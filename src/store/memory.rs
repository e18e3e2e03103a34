// SPDX-License-Identifier: MIT

//! Embedded key-value store backing the auth subsystem.
//!
//! Each map is keyed so that one dashmap entry covers one unit of
//! mutual exclusion: a challenge per handle, a session set per identity.
//! Read-modify-write of a session set happens entirely under the entry
//! guard, and the derived `isActive` flag is republished before the
//! guard is released. Lock order is always sessions → identities.

use crate::models::{Identity, OtpChallenge, SessionId};
use crate::store::StoreEvent;
use dashmap::mapref::entry::Entry;
use dashmap::DashMap;
use std::collections::BTreeSet;
use std::sync::Arc;
use tokio::sync::broadcast;

const EVENT_CHANNEL_CAPACITY: usize = 64;

/// Store-level errors.
#[derive(Debug, thiserror::Error)]
pub enum StoreError {
    #[error("handle already registered")]
    DuplicateHandle,
}

/// Shared auth store handle. Cheap to clone.
#[derive(Clone)]
pub struct AuthStore {
    inner: Arc<Inner>,
}

struct Inner {
    /// Identities keyed by opaque id
    identities: DashMap<String, Identity>,
    /// Login handle (email or phone) → identity id
    handle_index: DashMap<String, String>,
    /// Live OTP challenge per handle (at most one)
    challenges: DashMap<String, OtpChallenge>,
    /// Live session ids per identity
    sessions: DashMap<String, BTreeSet<SessionId>>,
    events: broadcast::Sender<StoreEvent>,
}

impl Default for AuthStore {
    fn default() -> Self {
        Self::new()
    }
}

impl AuthStore {
    pub fn new() -> Self {
        let (events, _) = broadcast::channel(EVENT_CHANNEL_CAPACITY);
        Self {
            inner: Arc::new(Inner {
                identities: DashMap::new(),
                handle_index: DashMap::new(),
                challenges: DashMap::new(),
                sessions: DashMap::new(),
                events,
            }),
        }
    }

    /// Subscribe to the store's change feed.
    pub fn subscribe(&self) -> broadcast::Receiver<StoreEvent> {
        self.inner.events.subscribe()
    }

    // ─── Identity Operations ─────────────────────────────────────

    pub fn get_identity(&self, id: &str) -> Option<Identity> {
        self.inner.identities.get(id).map(|i| i.clone())
    }

    /// Look up an identity by login handle via the handle index.
    pub fn find_identity_by_handle(&self, handle: &str) -> Option<Identity> {
        let id = self.inner.handle_index.get(handle)?.clone();
        self.get_identity(&id)
    }

    /// Whether any identity already owns one of the given handles.
    pub fn handle_in_use(&self, handles: &[&str]) -> bool {
        handles
            .iter()
            .filter(|h| !h.is_empty())
            .any(|h| self.inner.handle_index.contains_key(*h))
    }

    /// Create an identity, claiming its handles atomically.
    ///
    /// If another identity already owns the email or phone, nothing is
    /// written and `DuplicateHandle` is returned (any handle claimed
    /// before the conflict is released again).
    pub fn create_identity(&self, identity: Identity) -> Result<(), StoreError> {
        let mut claimed: Vec<String> = Vec::new();
        let mut conflict = false;

        for handle in [identity.email.as_str(), identity.phone.as_str()] {
            if handle.is_empty() {
                continue;
            }
            match self.inner.handle_index.entry(handle.to_string()) {
                Entry::Occupied(existing) => {
                    // A re-write of the same identity keeps its own handles.
                    if existing.get() != &identity.id {
                        conflict = true;
                        break;
                    }
                }
                Entry::Vacant(slot) => {
                    slot.insert(identity.id.clone());
                    claimed.push(handle.to_string());
                }
            }
        }

        // Rollback must wait until the conflicting entry's guard is
        // dropped: a claimed handle can share a shard with the conflict,
        // and removing it under that guard deadlocks.
        if conflict {
            for h in claimed {
                self.inner.handle_index.remove(&h);
            }
            return Err(StoreError::DuplicateHandle);
        }

        self.inner.identities.insert(identity.id.clone(), identity);
        Ok(())
    }

    /// Delete an identity and cascade to its handles, challenges, and
    /// session set.
    pub fn delete_identity(&self, id: &str) {
        let Some((_, identity)) = self.inner.identities.remove(id) else {
            return;
        };

        for handle in [identity.email.as_str(), identity.phone.as_str()] {
            if !handle.is_empty() {
                self.inner.handle_index.remove(handle);
                self.inner.challenges.remove(handle);
            }
        }
        self.inner.sessions.remove(id);

        let _ = self.inner.events.send(StoreEvent::IdentityDeleted {
            identity_id: id.to_string(),
        });
    }

    /// Count fully registered identities. Federation-provisioned
    /// identities (`registered == false`) are excluded.
    pub fn count_registered(&self) -> usize {
        self.inner
            .identities
            .iter()
            .filter(|entry| entry.registered)
            .count()
    }

    // ─── Challenge Operations ────────────────────────────────────

    /// Store a challenge, overwriting any prior one for the handle.
    pub fn put_challenge(&self, challenge: OtpChallenge) {
        self.inner
            .challenges
            .insert(challenge.handle.clone(), challenge);
    }

    pub fn get_challenge(&self, handle: &str) -> Option<OtpChallenge> {
        self.inner.challenges.get(handle).map(|c| c.clone())
    }

    /// Atomically remove the challenge for `handle` if the predicate
    /// holds. This is the single compare-and-consume step behind both
    /// verification and delivery-failure rollback; there is no window
    /// between the comparison and the removal.
    pub fn remove_challenge_if<F>(&self, handle: &str, pred: F) -> bool
    where
        F: FnOnce(&OtpChallenge) -> bool,
    {
        self.inner
            .challenges
            .remove_if(handle, |_, challenge| pred(challenge))
            .is_some()
    }

    // ─── Session Operations ──────────────────────────────────────

    /// Register a live session; returns the live count afterwards.
    pub fn add_session(&self, identity_id: &str, session_id: SessionId) -> usize {
        let mut set = self
            .inner
            .sessions
            .entry(identity_id.to_string())
            .or_default();
        let inserted = set.insert(session_id.clone());
        let live = set.len();

        if inserted {
            let _ = self.inner.events.send(StoreEvent::SessionAdded {
                identity_id: identity_id.to_string(),
                session_id,
                live_count: live,
            });
        }
        // Republish while still holding the set's entry guard.
        self.publish_active(identity_id, live);
        live
    }

    /// Remove a session; idempotent. Returns the live count afterwards.
    pub fn remove_session(&self, identity_id: &str, session_id: &SessionId) -> usize {
        match self.inner.sessions.get_mut(identity_id) {
            Some(mut set) => {
                let removed = set.remove(session_id);
                let live = set.len();

                if removed {
                    let _ = self.inner.events.send(StoreEvent::SessionRemoved {
                        identity_id: identity_id.to_string(),
                        session_id: session_id.clone(),
                        live_count: live,
                    });
                }
                self.publish_active(identity_id, live);
                live
            }
            None => {
                self.publish_active(identity_id, 0);
                0
            }
        }
    }

    /// Remove every session for an identity (account sign-out-all or
    /// deletion cleanup). Returns how many were removed.
    pub fn clear_sessions(&self, identity_id: &str) -> usize {
        match self.inner.sessions.get_mut(identity_id) {
            Some(mut set) => {
                let removed = set.len();
                set.clear();
                self.publish_active(identity_id, 0);
                removed
            }
            None => 0,
        }
    }

    pub fn session_count(&self, identity_id: &str) -> usize {
        self.inner
            .sessions
            .get(identity_id)
            .map(|set| set.len())
            .unwrap_or(0)
    }

    /// Recompute and store the derived active flag from a live count
    /// observed under the session entry guard.
    fn publish_active(&self, identity_id: &str, live: usize) {
        let active = live > 0;
        if let Some(mut identity) = self.inner.identities.get_mut(identity_id) {
            if identity.is_active != active {
                identity.is_active = active;
                let _ = self.inner.events.send(StoreEvent::ActiveChanged {
                    identity_id: identity_id.to_string(),
                    active,
                });
            }
        }
    }
}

------------------------------------

**What is expected**
With "challenges" as the word to match, copy each line of the records that has it.

**Your response**
    challenges: DashMap<String, OtpChallenge>,
                challenges: DashMap::new(),
    /// Delete an identity and cascade to its handles, challenges, and
                self.inner.challenges.remove(handle);
            .challenges
        self.inner.challenges.get(handle).map(|c| c.clone())
            .challenges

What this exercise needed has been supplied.